**Provided data:**
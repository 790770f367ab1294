//! Local weight store.
//!
//! Owns the model-folder registry handed over by the host and makes sure the
//! BiRefNet folder is part of it.

use std::{
    fs,
    path::{Path, PathBuf},
};

use crate::{
    catalog::{ModelName, LOCAL_WEIGHTS_EXTENSION},
    error::{WeightError, WeightResult},
    format::SUPPORTED_WEIGHT_EXTENSIONS,
    registry::ModelFolderRegistry,
};

/// Registry key the BiRefNet folder is registered under.
pub const DEFAULT_FOLDER_KEY: &str = "birefnet";

/// Sub-directory of the models directory holding BiRefNet weights.
pub const DEFAULT_FOLDER_NAME: &str = "BiRefNet";

/// Resolves model names to weight files inside the registered folders.
#[derive(Debug, Clone)]
pub struct WeightStore {
    registry: ModelFolderRegistry,
    key: String,
    root: PathBuf,
}

impl WeightStore {
    /// Creates `<models_dir>/<folder_name>` and registers it under `key`.
    ///
    /// A key the registry already knows keeps its directories and gains the
    /// default one at the end; an unknown key is registered with the default
    /// directory and the supported weight extensions. The store root is the
    /// first directory registered under the key.
    ///
    /// # Errors
    /// Returns `WeightError::CreateDir` if the directory cannot be created.
    pub fn open(
        mut registry: ModelFolderRegistry,
        models_dir: impl AsRef<Path>,
        key: &str,
        folder_name: &str,
    ) -> WeightResult<Self> {
        let default_dir = models_dir.as_ref().join(folder_name);
        fs::create_dir_all(&default_dir).map_err(|source| WeightError::CreateDir {
            path: default_dir.clone(),
            source,
        })?;

        if registry.contains(key) {
            registry.add_path(key, default_dir.clone());
        } else {
            registry.register_folder(key, [default_dir.clone()], SUPPORTED_WEIGHT_EXTENSIONS);
        }

        let root = registry
            .folder_paths(key)?
            .first()
            .cloned()
            .unwrap_or(default_dir);

        tracing::info!(key, root = %root.display(), "registered BiRefNet model folder");

        Ok(Self {
            registry,
            key: key.to_owned(),
            root,
        })
    }

    /// Opens the store with the default key and folder name.
    ///
    /// # Errors
    /// See [`open`](Self::open).
    pub fn open_default(
        registry: ModelFolderRegistry,
        models_dir: impl AsRef<Path>,
    ) -> WeightResult<Self> {
        Self::open(registry, models_dir, DEFAULT_FOLDER_KEY, DEFAULT_FOLDER_NAME)
    }

    /// Directory downloads are written to.
    pub fn root(&self) -> &Path {
        &self.root
    }

    pub fn key(&self) -> &str {
        &self.key
    }

    pub fn registry(&self) -> &ModelFolderRegistry {
        &self.registry
    }

    /// Path the weights for `model_name` live at inside the store root.
    pub fn get_model_path(&self, model_name: &str) -> PathBuf {
        self.root.join(format!("{model_name}.{LOCAL_WEIGHTS_EXTENSION}"))
    }

    /// Path of the checkpoint for a catalog entry.
    pub fn model_path(&self, name: ModelName) -> PathBuf {
        self.get_model_path(name.as_str())
    }

    /// Looks `file_name` up in every directory registered under the store key.
    pub fn resolve(&self, file_name: &str) -> Option<PathBuf> {
        self.registry.resolve(&self.key, file_name)
    }

    /// Like [`resolve`](Self::resolve), but reports why nothing was found.
    ///
    /// # Errors
    /// See [`ModelFolderRegistry::try_resolve`].
    pub fn try_resolve(&self, file_name: &str) -> WeightResult<PathBuf> {
        self.registry.try_resolve(&self.key, file_name)
    }

    /// Weight files visible through the registry.
    pub fn list_weight_files(&self) -> Vec<String> {
        self.registry.list_filenames(&self.key)
    }
}
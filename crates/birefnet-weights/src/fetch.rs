//! Fetch-if-missing download of pretrained weights.
//!
//! One blocking HTTP request per missing file. No checksum, no retry and no
//! resume: any failure is returned to the caller as is.

use std::{
    fs::{self, File},
    io::{BufWriter, Write},
    path::{Path, PathBuf},
    time::Duration,
};

use crate::{
    catalog::{ModelName, DEFAULT_REPO_OWNER},
    error::{WeightError, WeightResult},
};

/// Default HuggingFace endpoint.
pub const DEFAULT_ENDPOINT: &str = "https://huggingface.co";

const USER_AGENT: &str = concat!("birefnet-nodes/", env!("CARGO_PKG_VERSION"));

/// Moves the bytes behind a URL into a local file.
pub trait Transport {
    /// Downloads `url` into `destination`, returning the number of bytes written.
    ///
    /// # Errors
    /// Any network or file system failure.
    fn download(&self, url: &str, destination: &Path) -> WeightResult<u64>;
}

/// Blocking HTTP transport.
#[derive(Debug, Clone)]
pub struct HttpTransport {
    client: reqwest::blocking::Client,
}

impl HttpTransport {
    /// # Errors
    /// Returns `WeightError::Download` if the HTTP client cannot be built.
    pub fn new() -> WeightResult<Self> {
        // Checkpoints are close to 1 GB, so only the connect phase is bounded.
        let client = reqwest::blocking::Client::builder()
            .user_agent(USER_AGENT)
            .connect_timeout(Duration::from_secs(30))
            .timeout(None)
            .build()
            .map_err(|source| WeightError::Download {
                url: String::new(),
                source,
            })?;
        Ok(Self { client })
    }
}

impl Transport for HttpTransport {
    fn download(&self, url: &str, destination: &Path) -> WeightResult<u64> {
        let download_error = |source| WeightError::Download {
            url: url.to_owned(),
            source,
        };
        let io_error = |source| WeightError::Io {
            path: destination.to_path_buf(),
            source,
        };

        let mut response = self
            .client
            .get(url)
            .send()
            .and_then(reqwest::blocking::Response::error_for_status)
            .map_err(download_error)?;

        tracing::info!(
            url,
            bytes = response.content_length(),
            "downloading weights"
        );

        let mut writer = BufWriter::new(File::create(destination).map_err(io_error)?);
        let written = response.copy_to(&mut writer).map_err(download_error)?;
        writer.flush().map_err(io_error)?;

        Ok(written)
    }
}

/// Downloads catalog checkpoints into a weight folder when they are missing.
#[derive(Debug, Clone)]
pub struct WeightFetcher<T> {
    transport: T,
    root: PathBuf,
    endpoint: String,
    owner: String,
}

impl<T: Transport> WeightFetcher<T> {
    /// Creates a fetcher writing into `root` from the default HuggingFace endpoint.
    pub fn new(transport: T, root: impl Into<PathBuf>) -> Self {
        Self {
            transport,
            root: root.into(),
            endpoint: DEFAULT_ENDPOINT.to_owned(),
            owner: DEFAULT_REPO_OWNER.to_owned(),
        }
    }

    /// Uses another HuggingFace-compatible endpoint (e.g. a mirror).
    #[must_use]
    pub fn with_endpoint(mut self, endpoint: impl Into<String>) -> Self {
        self.endpoint = endpoint.into();
        self
    }

    /// Uses another repository owner.
    #[must_use]
    pub fn with_owner(mut self, owner: impl Into<String>) -> Self {
        self.owner = owner.into();
        self
    }

    pub fn root(&self) -> &Path {
        &self.root
    }

    pub const fn transport(&self) -> &T {
        &self.transport
    }

    /// Download URL for a catalog entry.
    pub fn url_for(&self, name: ModelName) -> String {
        name.weights_url(&self.endpoint, &self.owner)
    }

    /// Makes sure `<root>/<model_name>.safetensors` exists, downloading it if needed.
    ///
    /// The name is checked against the catalog before anything touches the
    /// network or the file system. The body is streamed into a `.part` file next
    /// to the target and renamed once complete; a failed transfer leaves the
    /// `.part` file behind.
    ///
    /// # Errors
    /// `UnknownModel` for names outside the catalog, `CreateDir`/`Io` for file
    /// system failures and whatever the transport reports.
    pub fn ensure_downloaded(&self, model_name: &str) -> WeightResult<PathBuf> {
        let name: ModelName = model_name.parse()?;
        let target = self.root.join(name.weights_file_name());

        if target.exists() {
            tracing::debug!(path = %target.display(), "weights already present");
            return Ok(target);
        }

        fs::create_dir_all(&self.root).map_err(|source| WeightError::CreateDir {
            path: self.root.clone(),
            source,
        })?;

        let url = self.url_for(name);
        let partial = partial_path(&target);
        tracing::info!(model = %name, url, path = %target.display(), "fetching weights");

        let bytes = self.transport.download(&url, &partial)?;
        fs::rename(&partial, &target).map_err(|source| WeightError::Io {
            path: target.clone(),
            source,
        })?;

        tracing::info!(model = %name, bytes, "weights downloaded");
        Ok(target)
    }
}

fn partial_path(target: &Path) -> PathBuf {
    let mut name = target.file_name().unwrap_or_default().to_os_string();
    name.push(".part");
    target.with_file_name(name)
}

#[cfg(test)]
mod tests {
    use std::cell::{Cell, RefCell};

    use super::*;

    /// Records requests and writes a fixed payload instead of touching the network.
    #[derive(Default)]
    struct RecordingTransport {
        calls: Cell<usize>,
        urls: RefCell<Vec<String>>,
        fail: bool,
    }

    impl Transport for RecordingTransport {
        fn download(&self, url: &str, destination: &Path) -> WeightResult<u64> {
            self.calls.set(self.calls.get() + 1);
            self.urls.borrow_mut().push(url.to_owned());
            fs::write(destination, b"weights").map_err(|source| WeightError::Io {
                path: destination.to_path_buf(),
                source,
            })?;
            if self.fail {
                return Err(WeightError::Io {
                    path: destination.to_path_buf(),
                    source: std::io::Error::new(std::io::ErrorKind::ConnectionReset, "reset"),
                });
            }
            Ok(7)
        }
    }

    #[test]
    fn ensure_downloaded_is_idempotent() {
        let dir = tempfile::tempdir().unwrap();
        let fetcher = WeightFetcher::new(RecordingTransport::default(), dir.path());

        let first = fetcher.ensure_downloaded("General").unwrap();
        let second = fetcher.ensure_downloaded("General").unwrap();

        assert_eq!(first, second);
        assert_eq!(first, dir.path().join("General.safetensors"));
        assert_eq!(fs::read(&first).unwrap(), b"weights");
        assert_eq!(fetcher.transport().calls.get(), 1);
    }

    #[test]
    fn ensure_downloaded_requests_mapped_repository() {
        let dir = tempfile::tempdir().unwrap();
        let fetcher = WeightFetcher::new(RecordingTransport::default(), dir.path())
            .with_endpoint("https://hf-mirror.example/");

        fetcher.ensure_downloaded("General-Lite").unwrap();

        assert_eq!(
            fetcher.transport().urls.borrow().as_slice(),
            ["https://hf-mirror.example/ZhengPeng7/BiRefNet_T/resolve/main/model.safetensors"]
        );
    }

    #[test]
    fn unknown_model_fails_before_any_download() {
        let dir = tempfile::tempdir().unwrap();
        let root = dir.path().join("BiRefNet");
        let fetcher = WeightFetcher::new(RecordingTransport::default(), &root);

        let result = fetcher.ensure_downloaded("Everything");

        assert!(matches!(result, Err(WeightError::UnknownModel { .. })));
        assert_eq!(fetcher.transport().calls.get(), 0);
        assert!(!root.exists());
    }

    #[test]
    fn existing_file_skips_transport() {
        let dir = tempfile::tempdir().unwrap();
        fs::write(dir.path().join("COD.safetensors"), b"local").unwrap();
        let fetcher = WeightFetcher::new(RecordingTransport::default(), dir.path());

        let path = fetcher.ensure_downloaded("COD").unwrap();

        assert_eq!(fs::read(path).unwrap(), b"local");
        assert_eq!(fetcher.transport().calls.get(), 0);
    }

    #[test]
    fn failed_download_never_leaves_target_file() {
        let dir = tempfile::tempdir().unwrap();
        let transport = RecordingTransport {
            fail: true,
            ..Default::default()
        };
        let fetcher = WeightFetcher::new(transport, dir.path());

        assert!(fetcher.ensure_downloaded("DIS").is_err());
        assert!(!dir.path().join("DIS.safetensors").exists());
        assert!(dir.path().join("DIS.safetensors.part").exists());
    }
}
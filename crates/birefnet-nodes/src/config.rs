//! Node configuration.

use std::path::PathBuf;

use birefnet_weights::{
    DEFAULT_ENDPOINT, DEFAULT_FOLDER_KEY, DEFAULT_FOLDER_NAME, DEFAULT_REPO_OWNER,
};
use burn::config::Config;

use crate::inference::DEFAULT_INPUT_SIZE;

/// Settings shared by every node instance.
#[derive(Config, Debug)]
pub struct NodeConfig {
    /// Root models directory; BiRefNet weights live in `folder_name` below it.
    pub models_dir: PathBuf,
    /// Registry key of the BiRefNet folder.
    #[config(default = "String::from(DEFAULT_FOLDER_KEY)")]
    pub folder_key: String,
    #[config(default = "String::from(DEFAULT_FOLDER_NAME)")]
    pub folder_name: String,
    /// Extra directories searched before the default folder.
    #[config(default = "Vec::new()")]
    pub extra_model_paths: Vec<PathBuf>,
    /// HuggingFace endpoint or mirror weights are downloaded from.
    #[config(default = "String::from(DEFAULT_ENDPOINT)")]
    pub endpoint: String,
    #[config(default = "String::from(DEFAULT_REPO_OWNER)")]
    pub repo_owner: String,
    /// Square resolution images are resized to before the forward pass.
    #[config(default = "DEFAULT_INPUT_SIZE")]
    pub input_size: usize,
}

/// `<data dir>/birefnet-nodes/models`, or `./models` when the platform has no data dir.
pub fn default_models_dir() -> PathBuf {
    dirs::data_dir().map_or_else(
        || PathBuf::from("models"),
        |dir| dir.join("birefnet-nodes").join("models"),
    )
}

#[cfg(test)]
mod tests {
    use super::*;

    #[test]
    fn defaults_match_published_layout() {
        let config = NodeConfig::new(PathBuf::from("/models"));

        assert_eq!(config.folder_key, "birefnet");
        assert_eq!(config.folder_name, "BiRefNet");
        assert_eq!(config.endpoint, "https://huggingface.co");
        assert_eq!(config.repo_owner, "ZhengPeng7");
        assert_eq!(config.input_size, 1024);
        assert!(config.extra_model_paths.is_empty());
    }

    #[test]
    fn config_round_trips_through_json_file() {
        let dir = tempfile::tempdir().unwrap();
        let path = dir.path().join("nodes.json");
        let config = NodeConfig::new(dir.path().join("models"))
            .with_endpoint("https://hf-mirror.example".to_string())
            .with_input_size(512);

        config.save(&path).unwrap();
        let loaded = NodeConfig::load(&path).unwrap();

        assert_eq!(loaded.models_dir, dir.path().join("models"));
        assert_eq!(loaded.endpoint, "https://hf-mirror.example");
        assert_eq!(loaded.input_size, 512);
    }
}
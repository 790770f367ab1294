//! Small network, weight fixtures and a fake transport shared by the tests.

use std::{
    cell::Cell,
    collections::HashMap,
    fs,
    path::{Path, PathBuf},
};

use birefnet_weights::{Backbone, Transport, WeightError, WeightResult};
use burn::{
    backend::NdArray,
    nn::conv::{Conv2d, Conv2dConfig},
    prelude::*,
    tensor::{
        activation::relu,
        module::interpolate,
        ops::{InterpolateMode, InterpolateOptions},
    },
};
use safetensors::{tensor::TensorView, Dtype};

use crate::{error::NodeResult, network::SegmentationNetwork};

pub type TestBackend = NdArray<f32>;

/// Two 1x1 convolutions; the lite backbone gets fewer hidden channels so
/// mixed-up checkpoints do not fit.
#[derive(Module, Debug)]
pub struct TinyNet<B: Backend> {
    stem: Conv2d<B>,
    head: Conv2d<B>,
}

pub const fn hidden_channels(backbone: Backbone) -> usize {
    match backbone {
        Backbone::SwinV1T => 2,
        _ => 4,
    }
}

impl<B: Backend> SegmentationNetwork<B> for TinyNet<B> {
    fn init(backbone: Backbone, device: &B::Device) -> NodeResult<Self> {
        let hidden = hidden_channels(backbone);
        Ok(Self {
            stem: Conv2dConfig::new([3, hidden], [1, 1]).init(device),
            head: Conv2dConfig::new([hidden, 1], [1, 1]).init(device),
        })
    }

    fn forward_heads(&self, input: Tensor<B, 4>) -> NodeResult<Vec<Tensor<B, 4>>> {
        let features = relu(self.stem.forward(input));
        let fine = self.head.forward(features);
        let [_, _, height, width] = fine.dims();
        let coarse = interpolate(
            fine.clone(),
            [(height / 2).max(1), (width / 2).max(1)],
            InterpolateOptions::new(InterpolateMode::Nearest),
        );
        Ok(vec![coarse, fine])
    }
}

/// A named tensor for [`write_tensors`].
pub type NamedTensor = (String, Vec<usize>, Vec<f32>);

/// Deterministic [`TinyNet`] parameters for `backbone`, in checkpoint naming.
pub fn tiny_tensors(backbone: Backbone) -> Vec<NamedTensor> {
    let hidden = hidden_channels(backbone);
    let ramp = |len: usize, scale: f32| -> Vec<f32> {
        (0..len)
            .map(|i| ((i % 7) as f32 - 3.0) * scale)
            .collect()
    };

    vec![
        ("stem.weight".to_owned(), vec![hidden, 3, 1, 1], ramp(hidden * 3, 0.25)),
        ("stem.bias".to_owned(), vec![hidden], ramp(hidden, 0.1)),
        ("head.weight".to_owned(), vec![1, hidden, 1, 1], ramp(hidden, -0.5)),
        ("head.bias".to_owned(), vec![1], vec![0.05]),
    ]
}

/// Writes `tensors` as a safetensors file.
pub fn write_tensors(path: &Path, tensors: &[NamedTensor]) {
    let bytes: Vec<Vec<u8>> = tensors
        .iter()
        .map(|(_, _, values)| values.iter().flat_map(|v| v.to_le_bytes()).collect())
        .collect();
    let views: HashMap<String, TensorView<'_>> = tensors
        .iter()
        .zip(&bytes)
        .map(|((name, shape, _), data)| {
            let view = TensorView::new(Dtype::F32, shape.clone(), data).unwrap();
            (name.clone(), view)
        })
        .collect();

    let serialized = safetensors::serialize(&views, &None).unwrap();
    fs::write(path, serialized).unwrap();
}

/// Writes deterministic [`TinyNet`] weights for `backbone` to `path`.
pub fn write_tiny_weights(path: &Path, backbone: Backbone) {
    write_tensors(path, &tiny_tensors(backbone));
}

/// Path of a checked-in checkpoint under `tests/fixtures`.
///
/// The `.pth` files hold the [`Backbone::SwinV1L`] tensors of [`tiny_tensors`]
/// behind training-wrapper prefixes.
pub fn fixture_path(file_name: &str) -> PathBuf {
    Path::new(env!("CARGO_MANIFEST_DIR"))
        .join("tests")
        .join("fixtures")
        .join(file_name)
}

/// Writes [`TinyNet`] weights instead of downloading and counts the calls.
#[derive(Debug, Default)]
pub struct FakeTransport {
    calls: Cell<usize>,
}

impl FakeTransport {
    pub fn calls(&self) -> usize {
        self.calls.get()
    }
}

impl Transport for FakeTransport {
    fn download(&self, url: &str, destination: &Path) -> WeightResult<u64> {
        self.calls.set(self.calls.get() + 1);
        let backbone = if url.contains("/BiRefNet_T/") {
            Backbone::SwinV1T
        } else {
            Backbone::SwinV1L
        };
        write_tiny_weights(destination, backbone);
        fs::metadata(destination)
            .map(|meta| meta.len())
            .map_err(|source| WeightError::Io {
                path: destination.to_path_buf(),
                source,
            })
    }
}

/// `[height, width, 3]` image with a smooth colour gradient in `[0, 1]`.
pub fn gradient_image<B: Backend>(height: usize, width: usize, device: &B::Device) -> Tensor<B, 3> {
    let values: Vec<f32> = (0..height * width * 3)
        .map(|i| (i % 17) as f32 / 16.0)
        .collect();
    Tensor::from_data(TensorData::new(values, [height, width, 3]), device)
}
//! # BiRefNet Nodes
//!
//! Background removal nodes built on BiRefNet: two loaders (by catalog name
//! with automatic download, or from a file in the registered model folders)
//! and an inference node that turns image batches into masks and RGBA images.
//!
//! The network itself is a type parameter; see [`SegmentationNetwork`].

pub mod backend;
pub mod config;
pub mod error;
pub mod inference;
pub mod loader;
pub mod network;
pub mod nodes;
pub mod schema;

#[cfg(test)]
mod test_utils;

pub use backend::{DevicePreference, ResolveDevice, SelectedBackend, BACKEND_NAME};
pub use config::{default_models_dir, NodeConfig};
pub use error::{NodeError, NodeResult};
pub use inference::{remove_background, RembgOutput};
pub use loader::{LoadedModel, ModelLoader};
pub use network::SegmentationNetwork;
pub use nodes::{
    node_schemas, LoadBiRefNetModelByName, LoadRembgByBiRefNetModel, NodeContext,
    RembgByBiRefNet, NODE_DISPLAY_NAMES,
};
pub use schema::NodeSchema;

#[doc(inline)]
pub use birefnet_weights as weights;
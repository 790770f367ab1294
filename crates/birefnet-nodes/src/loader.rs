//! Model loading by catalog name or by registered file name.

use std::path::{Path, PathBuf};

use birefnet_weights::{
    check_layout, file_layout, load_record, module_layout, Backbone, LayoutMismatch, ModelName,
    StateDictNormalizer, Transport, WeightError, WeightFetcher, WeightStore,
};
use burn::{module::Module, tensor::backend::Backend};

use crate::{
    error::{NodeError, NodeResult},
    network::SegmentationNetwork,
};

/// A network with its weights loaded, bound to a device, gradients disabled.
#[derive(Debug)]
pub struct LoadedModel<B: Backend, N> {
    network: N,
    device: B::Device,
    backbone: Backbone,
    source: PathBuf,
}

impl<B: Backend, N: SegmentationNetwork<B>> LoadedModel<B, N> {
    pub const fn network(&self) -> &N {
        &self.network
    }

    /// Device the parameters live on; inputs are moved here before the forward pass.
    pub const fn device(&self) -> &B::Device {
        &self.device
    }

    pub const fn backbone(&self) -> Backbone {
        self.backbone
    }

    /// Weight file the parameters were read from.
    pub fn source(&self) -> &Path {
        &self.source
    }
}

/// Builds networks and fills them from the weight store.
pub struct ModelLoader<'a, T> {
    store: &'a WeightStore,
    fetcher: &'a WeightFetcher<T>,
    normalizer: &'a dyn StateDictNormalizer,
}

impl<'a, T: Transport> ModelLoader<'a, T> {
    pub fn new(
        store: &'a WeightStore,
        fetcher: &'a WeightFetcher<T>,
        normalizer: &'a dyn StateDictNormalizer,
    ) -> Self {
        Self {
            store,
            fetcher,
            normalizer,
        }
    }

    /// Loads a catalog model, downloading its weights first if they are missing.
    ///
    /// # Errors
    /// `UnknownModel` before any download for names outside the catalog,
    /// `MissingWeights` if the file cannot be found after the download, and any
    /// error of [`load_weights`](Self::load_weights).
    pub fn load_by_name<B, N>(
        &self,
        model_name: &str,
        device: &B::Device,
    ) -> NodeResult<LoadedModel<B, N>>
    where
        B: Backend,
        N: SegmentationNetwork<B>,
    {
        let name: ModelName = model_name.parse()?;
        let file_name = name.weights_file_name();

        let path = match self.store.resolve(&file_name) {
            Some(path) => path,
            None => {
                self.fetcher.ensure_downloaded(name.as_str())?;
                self.store
                    .resolve(&file_name)
                    .ok_or_else(|| NodeError::MissingWeights {
                        model_name: name.to_string(),
                        path: self.store.model_path(name),
                    })?
            }
        };

        self.load_weights(&path, name.backbone(), device)
    }

    /// Loads a weight file picked from the registered model folders.
    ///
    /// Custom checkpoints are assumed to use the standard Swin-L backbone.
    ///
    /// # Errors
    /// `WeightNotFound` if no registered folder holds `file_name`, and any error
    /// of [`load_weights`](Self::load_weights).
    pub fn load_from_file<B, N>(
        &self,
        file_name: &str,
        device: &B::Device,
    ) -> NodeResult<LoadedModel<B, N>>
    where
        B: Backend,
        N: SegmentationNetwork<B>,
    {
        let path = self.store.try_resolve(file_name)?;
        self.load_weights(&path, Backbone::SwinV1L, device)
    }

    /// Builds the network for `backbone` and loads the weights at `path` into it.
    ///
    /// Every tensor the network expects must be present with its exact shape,
    /// and the file may not hold tensors the network does not know, apart from
    /// [`ignored_keys`](SegmentationNetwork::ignored_keys).
    ///
    /// # Errors
    /// `UnsupportedFormat` for unknown extensions and `IncompatibleWeights` if the
    /// file cannot be mapped onto the network's parameters.
    pub fn load_weights<B, N>(
        &self,
        path: &Path,
        backbone: Backbone,
        device: &B::Device,
    ) -> NodeResult<LoadedModel<B, N>>
    where
        B: Backend,
        N: SegmentationNetwork<B>,
    {
        tracing::info!(path = %path.display(), %backbone, "loading BiRefNet weights");

        let incompatible = |reason: String| NodeError::IncompatibleWeights {
            path: path.to_path_buf(),
            backbone,
            reason,
        };

        let network = N::init(backbone, device)?;
        let expected = module_layout::<B, N>(&network)?;

        let weight_error = |error: WeightError| match error {
            WeightError::RecordLoad { reason, .. } => incompatible(reason),
            other => other.into(),
        };
        let layout_error = |mismatch: LayoutMismatch| incompatible(mismatch.to_string());

        let remaps = N::key_remaps();
        let ignored = N::ignored_keys();
        if let Some(on_disk) =
            file_layout(path, &remaps, &ignored, self.normalizer).map_err(weight_error)?
        {
            check_layout(&expected.pytorch, &on_disk).map_err(layout_error)?;
        }

        let record = load_record::<B, N>(path, &remaps, self.normalizer, device)
            .map_err(weight_error)?;

        // Burn records have no header to inspect up front.
        let network = network.load_record(record);
        check_layout(&expected.burn, &module_layout::<B, N>(&network)?.burn)
            .map_err(layout_error)?;

        let network = network.to_device(device).no_grad();
        tracing::info!(tensors = expected.burn.len(), "model ready");

        Ok(LoadedModel {
            network,
            device: device.clone(),
            backbone,
            source: path.to_path_buf(),
        })
    }
}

**Instructions to follow:** Report all lines of the data that include the word "views".

**Response to this task:**
    let views: HashMap<String, TensorView<'_>> = tensors
    let serialized = safetensors::serialize(&views, &None).unwrap();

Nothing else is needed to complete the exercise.